> [WHAT IS EXPECTED]: In the entries below, which lines run from the one containing "use super::api::models::session_to_api;" to the one containing "Router::new()"? Copy exactly those lines, ends included, and no others.

═══ DATA EXCERPTS ═══

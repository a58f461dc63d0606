//! GitHub OAuth handshake and session endpoints.

use std::sync::Arc;

use axum::{
    Json, Router,
    extract::{Query, State},
    http::{HeaderMap, StatusCode},
    response::{IntoResponse, Redirect, Response},
    routing::{get, post},
};
use serde::Deserialize;
use serde_json::json;
use time::OffsetDateTime;
use tracing::{info, warn};

use crate::application::error::ErrorReport;
use crate::application::identity::SignInDecision;
use crate::infra::oauth::GithubOAuth;

use super::RouterState;
use super::api::models::session_to_api;
use super::extract::{CurrentSession, SessionState};

/// Error codes understood by the sign-in page.
pub const ERROR_ACCESS_DENIED: &str = "AccessDenied";
pub const ERROR_CALLBACK: &str = "OAuthCallback";
pub const ERROR_CONFIGURATION: &str = "Configuration";

#[derive(Clone)]
pub struct AuthState {
    pub sessions: SessionState,
    pub github: Option<Arc<GithubOAuth>>,
}

pub fn build_auth_router() -> Router<RouterState> {
    Router::new()
        .route("/api/auth/signin/github", get(github_sign_in))
        .route("/api/auth/callback/github", get(github_callback))
        .route("/api/auth/signout", post(sign_out))
        .route("/api/auth/session", get(current_session))
}

#[derive(Debug, Default, Deserialize)]
#[serde(default)]
struct CallbackQuery {
    code: Option<String>,
    state: Option<String>,
    error: Option<String>,
}

async fn github_sign_in(State(state): State<AuthState>, headers: HeaderMap) -> Response {
    let Some(github) = state.github.as_ref() else {
        return sign_in_failure(ERROR_CONFIGURATION, "github sign-in is not configured");
    };

    let jar = state.sessions.codec.jar(&headers);
    let (jar, oauth_state) = state.sessions.codec.begin_oauth(jar);
    match github.authorize_url(&oauth_state) {
        Ok(url) => (jar, Redirect::to(url.as_str())).into_response(),
        Err(err) => sign_in_failure(ERROR_CONFIGURATION, &err.to_string()),
    }
}

async fn github_callback(
    State(state): State<AuthState>,
    headers: HeaderMap,
    Query(query): Query<CallbackQuery>,
) -> Response {
    let Some(github) = state.github.as_ref() else {
        return sign_in_failure(ERROR_CONFIGURATION, "github sign-in is not configured");
    };

    let codec = &state.sessions.codec;
    let (jar, state_matches) = codec.finish_oauth(codec.jar(&headers), query.state.as_deref());
    if let Some(error) = query.error {
        let response = sign_in_failure(ERROR_ACCESS_DENIED, &format!("provider error: {error}"));
        return (jar, response).into_response();
    }
    if !state_matches {
        let response = sign_in_failure(ERROR_CALLBACK, "oauth state mismatch");
        return (jar, response).into_response();
    }
    let Some(code) = query.code.filter(|code| !code.is_empty()) else {
        let response = sign_in_failure(ERROR_CALLBACK, "missing authorization code");
        return (jar, response).into_response();
    };

    let (identity, account) = match github.authenticate(&code).await {
        Ok(pair) => pair,
        Err(err) => {
            warn!(error = %err, "github token exchange failed");
            let response = sign_in_failure(ERROR_CALLBACK, &err.to_string());
            return (jar, response).into_response();
        }
    };

    match state
        .sessions
        .identity
        .sign_in(Some(&identity), Some(&account))
        .await
    {
        SignInDecision::Allowed => {}
        SignInDecision::Denied => {
            let response = sign_in_failure(ERROR_ACCESS_DENIED, "sign-in denied");
            return (jar, response).into_response();
        }
    }

    let session = codec.issue(&identity, OffsetDateTime::now_utc());
    match codec.store(jar, &session) {
        Ok(jar) => {
            info!(provider = %account.provider, "signed in");
            (jar, Redirect::to("/")).into_response()
        }
        Err(err) => {
            let mut response = StatusCode::INTERNAL_SERVER_ERROR.into_response();
            ErrorReport::from_error(
                "infra::http::auth::github_callback",
                StatusCode::INTERNAL_SERVER_ERROR,
                &err,
            )
            .attach(&mut response);
            response
        }
    }
}

async fn sign_out(State(state): State<AuthState>, headers: HeaderMap) -> Response {
    let codec = &state.sessions.codec;
    let jar = codec.clear(codec.jar(&headers));
    (jar, Redirect::to("/")).into_response()
}

async fn current_session(CurrentSession(session): CurrentSession) -> Response {
    match session {
        Some(session) => Json(session_to_api(session)).into_response(),
        None => Json(json!({})).into_response(),
    }
}

fn sign_in_failure(code: &'static str, detail: &str) -> Response {
    let mut response = Redirect::to(&format!("/auth/signin?error={code}")).into_response();
    ErrorReport::from_message(
        "infra::http::auth",
        StatusCode::SEE_OTHER,
        format!("{code}: {detail}"),
    )
    .attach(&mut response);
    response
}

═══

> [YOUR SOLUTION]:
use super::api::models::session_to_api;
use super::extract::{CurrentSession, SessionState};

/// Error codes understood by the sign-in page.
pub const ERROR_ACCESS_DENIED: &str = "AccessDenied";
pub const ERROR_CALLBACK: &str = "OAuthCallback";
pub const ERROR_CONFIGURATION: &str = "Configuration";

#[derive(Clone)]
pub struct AuthState {
    pub sessions: SessionState,
    pub github: Option<Arc<GithubOAuth>>,
}

pub fn build_auth_router() -> Router<RouterState> {
    Router::new()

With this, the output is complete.